- **WORK TASK**
Write out each line from the data below that includes the word "PathBuf".

<<<<

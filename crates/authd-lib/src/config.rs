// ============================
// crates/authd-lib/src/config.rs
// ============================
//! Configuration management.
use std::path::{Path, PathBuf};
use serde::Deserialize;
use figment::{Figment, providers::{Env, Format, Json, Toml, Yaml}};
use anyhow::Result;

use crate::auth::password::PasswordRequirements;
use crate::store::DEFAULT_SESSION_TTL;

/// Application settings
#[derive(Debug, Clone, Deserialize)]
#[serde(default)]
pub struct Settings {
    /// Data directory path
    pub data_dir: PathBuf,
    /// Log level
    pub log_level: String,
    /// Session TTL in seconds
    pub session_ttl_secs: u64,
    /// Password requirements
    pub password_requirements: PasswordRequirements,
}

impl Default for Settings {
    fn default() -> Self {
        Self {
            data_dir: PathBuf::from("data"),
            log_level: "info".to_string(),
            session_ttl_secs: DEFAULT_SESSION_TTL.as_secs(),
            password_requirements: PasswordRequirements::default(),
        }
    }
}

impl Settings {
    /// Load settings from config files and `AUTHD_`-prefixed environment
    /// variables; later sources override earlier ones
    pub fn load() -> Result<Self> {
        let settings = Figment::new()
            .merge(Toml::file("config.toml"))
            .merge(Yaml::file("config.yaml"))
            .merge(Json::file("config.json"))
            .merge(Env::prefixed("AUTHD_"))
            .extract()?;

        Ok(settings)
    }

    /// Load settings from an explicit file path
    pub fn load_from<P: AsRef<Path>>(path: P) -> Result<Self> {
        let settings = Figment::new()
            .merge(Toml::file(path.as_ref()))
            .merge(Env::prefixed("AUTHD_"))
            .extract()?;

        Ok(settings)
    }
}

>>>>
<<<<

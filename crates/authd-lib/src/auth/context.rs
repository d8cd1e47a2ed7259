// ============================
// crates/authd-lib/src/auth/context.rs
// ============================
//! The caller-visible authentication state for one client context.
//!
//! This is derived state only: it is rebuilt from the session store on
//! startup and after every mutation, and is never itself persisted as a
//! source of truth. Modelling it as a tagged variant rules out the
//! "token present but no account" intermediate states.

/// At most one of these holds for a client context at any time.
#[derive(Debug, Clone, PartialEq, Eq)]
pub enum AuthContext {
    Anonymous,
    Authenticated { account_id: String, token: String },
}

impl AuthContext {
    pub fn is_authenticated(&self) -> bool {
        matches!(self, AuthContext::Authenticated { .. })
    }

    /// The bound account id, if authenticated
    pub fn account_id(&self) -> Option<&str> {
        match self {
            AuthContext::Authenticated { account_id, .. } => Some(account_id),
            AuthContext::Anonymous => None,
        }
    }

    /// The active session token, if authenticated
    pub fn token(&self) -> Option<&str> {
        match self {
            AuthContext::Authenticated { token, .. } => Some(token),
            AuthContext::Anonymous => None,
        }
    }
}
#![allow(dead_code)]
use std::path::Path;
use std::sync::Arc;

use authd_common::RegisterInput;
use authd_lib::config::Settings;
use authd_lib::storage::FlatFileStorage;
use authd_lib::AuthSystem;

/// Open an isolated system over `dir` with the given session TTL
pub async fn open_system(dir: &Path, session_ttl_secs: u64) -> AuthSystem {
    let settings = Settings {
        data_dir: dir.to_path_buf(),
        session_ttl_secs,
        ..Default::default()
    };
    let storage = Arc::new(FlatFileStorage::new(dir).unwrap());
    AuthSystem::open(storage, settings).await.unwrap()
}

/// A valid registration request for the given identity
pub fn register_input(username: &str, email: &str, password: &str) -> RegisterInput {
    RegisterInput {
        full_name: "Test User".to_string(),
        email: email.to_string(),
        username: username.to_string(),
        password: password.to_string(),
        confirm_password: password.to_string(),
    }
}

>>>>

- **EXERCISE OUTPUT**
use std::path::{Path, PathBuf};
    pub data_dir: PathBuf,
            data_dir: PathBuf::from("data"),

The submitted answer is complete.